The very first note he picked up was a disaster....he could not sustain it long enough to create an impact. Some listeners thought this was another of the games he loves to play. So we waited for the next...and it was worse. As he went through the motions of the concert his worshipful listeners were moved to sorrow and then to tears. Once or twice, once saw those sparks of his genius that we knew of but they were lost in the all-enveloping darkness of mediocrity that rapidly filled the auditorium.
No, it was not as if you were listening to a newcomer who could not handle notes. It was like Isa Khan sculpting another Taj Mahal and not getting the symmetry of the minarets right... it was like a skillful surgeon failing to open up a simple blister... it was like a van Gogh failing to evoke any sentiment from his canvas.
And our Isa Khan, our van Gogh, our surgeon, our very beloved and hugely respected MS was too drunk to even notice. He just got up and left when he thought it was enough. I had been hearing of his slowly slipping into the abyss for a while now; but it still hit me hard when I actually saw the results.
One can argue that his art is his own and no one has any business either deifying him or criticising him. He has got his genes from his father, his talent from the One Above and then he has polished his craft with his own perseverance and hard work. So, even if he does not come upto our expectations, its none of his problems. He is not a monkey in a circus who has to always please the ticket-paying public.

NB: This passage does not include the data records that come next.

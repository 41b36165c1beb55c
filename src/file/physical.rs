//! Physical file backend for memory-mapped I/O.
//!
//! This module provides the [`crate::file::physical::Physical`] backend that implements
//! the [`crate::file::Backend`] trait for accessing snapshot files from disk using
//! memory-mapped I/O. Captures of large heaps routinely run into the hundreds of
//! megabytes, so mapping the file avoids loading the entire content into memory
//! upfront while still allowing fast random access to any memory section.
//!
//! # Key Components
//!
//! - [`crate::file::physical::Physical`] - Main backend struct implementing [`crate::file::Backend`]
//! - [`crate::file::physical::Physical::new`] - Creates backend from file path with memory mapping
//!
//! The physical backend is ideal for production scenarios where snapshot files are
//! accessed from disk, complementing the in-memory backend for scenarios where capture
//! data is already loaded into memory.

use super::Backend;
use crate::{
    Error::{Error, FileError, OutOfBounds},
    Result,
};

use memmap2::Mmap;
use std::{fs, path::Path};

/// A file backend that uses memory-mapped I/O for efficient access to files on disk.
///
/// [`crate::file::physical::Physical`] provides a way to access large snapshot files by
/// mapping them directly into the process's virtual address space. This eliminates the
/// need to read the entire file into memory upfront and allows the operating system to
/// manage memory efficiently through demand paging.
///
/// The backend is particularly well-suited for heap captures, which can be large and
/// are accessed in a non-sequential pattern when resolving pointers across memory
/// sections. All access operations include bounds checking to ensure memory safety.
///
/// # Examples
///
/// ```rust,ignore
/// use heapscope::file::{Physical, Backend};
/// use std::path::Path;
///
/// let physical = Physical::new(Path::new("capture.heap"))?;
///
/// // Check the container magic
/// let magic = physical.data_slice(0, 4)?;
/// assert_eq!(magic, b"HSNP");
/// # Ok::<(), heapscope::Error>(())
/// ```
#[derive(Debug)]
pub struct Physical {
    /// Memory-mapped file data
    data: Mmap,
}

impl Physical {
    /// Create a new physical file backend by memory-mapping the specified file.
    ///
    /// This method opens the file at the given path and creates a memory mapping
    /// for it. The file is mapped as read-only and shared, allowing multiple
    /// processes to efficiently access the same file.
    ///
    /// # Arguments
    /// * `path` - Path to the snapshot file on disk. Accepts `&Path`, `&str`, `String`, or `PathBuf`.
    ///
    /// # Errors
    /// Returns [`crate::Error::FileError`] if the file cannot be opened or
    /// [`crate::Error::Error`] if memory mapping fails.
    pub fn new(path: impl AsRef<Path>) -> Result<Physical> {
        let file = match fs::File::open(path) {
            Ok(file) => file,
            Err(error) => return Err(FileError(error)),
        };

        let mmap = match unsafe { Mmap::map(&file) } {
            Ok(mmap) => mmap,
            Err(error) => return Err(Error(error.to_string())),
        };

        Ok(Physical { data: mmap })
    }
}

impl Backend for Physical {
    fn data_slice(&self, offset: usize, len: usize) -> Result<&[u8]> {
        let Some(offset_end) = offset.checked_add(len) else {
            return Err(OutOfBounds);
        };

        if offset_end > self.data.len() {
            return Err(OutOfBounds);
        }

        Ok(&self.data[offset..offset_end])
    }

    fn data(&self) -> &[u8] {
        self.data.as_ref()
    }

    fn len(&self) -> usize {
        self.data.len()
    }
}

But, unfortunately, the issue is a little more complicated. However much it sounds presumptuous, he is a custodian of our shared heritage. He has chosen to take up a profession where has picked up the outcome of years of laboured effort by countless individuals. He cannot mess with it. I will not go far enough to pass judgment about his handling of his own genius (which I think is criminal) but I would say he should stop practicing the art which he cannot add any value to.
My words may or may not be able to amply describe my grief as I write this but last night was one which I would like to quickly forget. Quite like those who saw the majestic towers of the World Trade Centre simply crumble to the ground on 9/11.
p.s. Hopes die last. He is singing again on the 10th. I’ll give my favourite singer another chance. If he fails me again, I have all his albums.